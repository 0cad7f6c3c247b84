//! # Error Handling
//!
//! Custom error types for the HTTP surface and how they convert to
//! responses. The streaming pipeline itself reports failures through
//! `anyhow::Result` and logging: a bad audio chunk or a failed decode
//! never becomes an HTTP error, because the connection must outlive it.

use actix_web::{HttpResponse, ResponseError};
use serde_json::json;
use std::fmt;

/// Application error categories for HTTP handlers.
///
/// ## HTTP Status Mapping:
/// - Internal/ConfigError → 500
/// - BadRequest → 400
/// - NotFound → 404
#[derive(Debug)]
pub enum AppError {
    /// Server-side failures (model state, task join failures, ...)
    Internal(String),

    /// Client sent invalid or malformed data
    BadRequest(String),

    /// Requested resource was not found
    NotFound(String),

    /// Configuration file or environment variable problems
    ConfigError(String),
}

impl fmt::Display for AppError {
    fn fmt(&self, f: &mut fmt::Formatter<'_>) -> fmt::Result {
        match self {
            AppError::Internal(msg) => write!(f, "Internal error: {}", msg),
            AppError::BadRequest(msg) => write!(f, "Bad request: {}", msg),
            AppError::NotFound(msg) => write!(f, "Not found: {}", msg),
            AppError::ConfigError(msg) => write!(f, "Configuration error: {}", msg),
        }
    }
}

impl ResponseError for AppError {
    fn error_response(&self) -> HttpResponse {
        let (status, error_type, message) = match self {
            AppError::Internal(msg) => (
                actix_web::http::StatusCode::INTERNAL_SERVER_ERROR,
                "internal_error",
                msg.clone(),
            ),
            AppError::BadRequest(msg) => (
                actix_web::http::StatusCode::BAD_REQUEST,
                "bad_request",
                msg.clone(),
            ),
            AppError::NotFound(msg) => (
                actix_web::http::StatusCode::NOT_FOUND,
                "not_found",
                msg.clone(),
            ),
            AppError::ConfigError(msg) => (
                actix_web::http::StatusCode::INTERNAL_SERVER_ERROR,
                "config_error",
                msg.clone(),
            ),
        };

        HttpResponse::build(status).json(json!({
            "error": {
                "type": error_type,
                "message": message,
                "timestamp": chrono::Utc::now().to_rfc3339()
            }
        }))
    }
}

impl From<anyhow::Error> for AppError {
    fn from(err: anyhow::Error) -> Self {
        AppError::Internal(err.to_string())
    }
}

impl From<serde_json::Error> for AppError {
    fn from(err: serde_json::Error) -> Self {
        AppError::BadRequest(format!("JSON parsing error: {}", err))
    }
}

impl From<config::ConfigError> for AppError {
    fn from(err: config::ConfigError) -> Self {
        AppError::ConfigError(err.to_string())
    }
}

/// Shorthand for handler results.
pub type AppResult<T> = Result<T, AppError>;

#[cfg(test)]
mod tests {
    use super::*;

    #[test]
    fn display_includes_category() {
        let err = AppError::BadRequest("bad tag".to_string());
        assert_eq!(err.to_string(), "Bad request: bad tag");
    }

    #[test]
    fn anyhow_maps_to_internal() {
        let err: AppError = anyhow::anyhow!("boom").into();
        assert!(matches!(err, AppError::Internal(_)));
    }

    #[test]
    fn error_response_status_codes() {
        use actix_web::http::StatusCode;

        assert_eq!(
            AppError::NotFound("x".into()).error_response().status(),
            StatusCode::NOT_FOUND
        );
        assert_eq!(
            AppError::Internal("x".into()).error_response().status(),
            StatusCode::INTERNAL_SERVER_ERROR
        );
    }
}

---

■ WORK ORDER
Look through the listing, and copy each line that contains the word "HttpResponse".

■ PROBLEM SOLUTION
use actix_web::{HttpResponse, ResponseError};
    fn error_response(&self) -> HttpResponse {
        HttpResponse::build(status).json(json!({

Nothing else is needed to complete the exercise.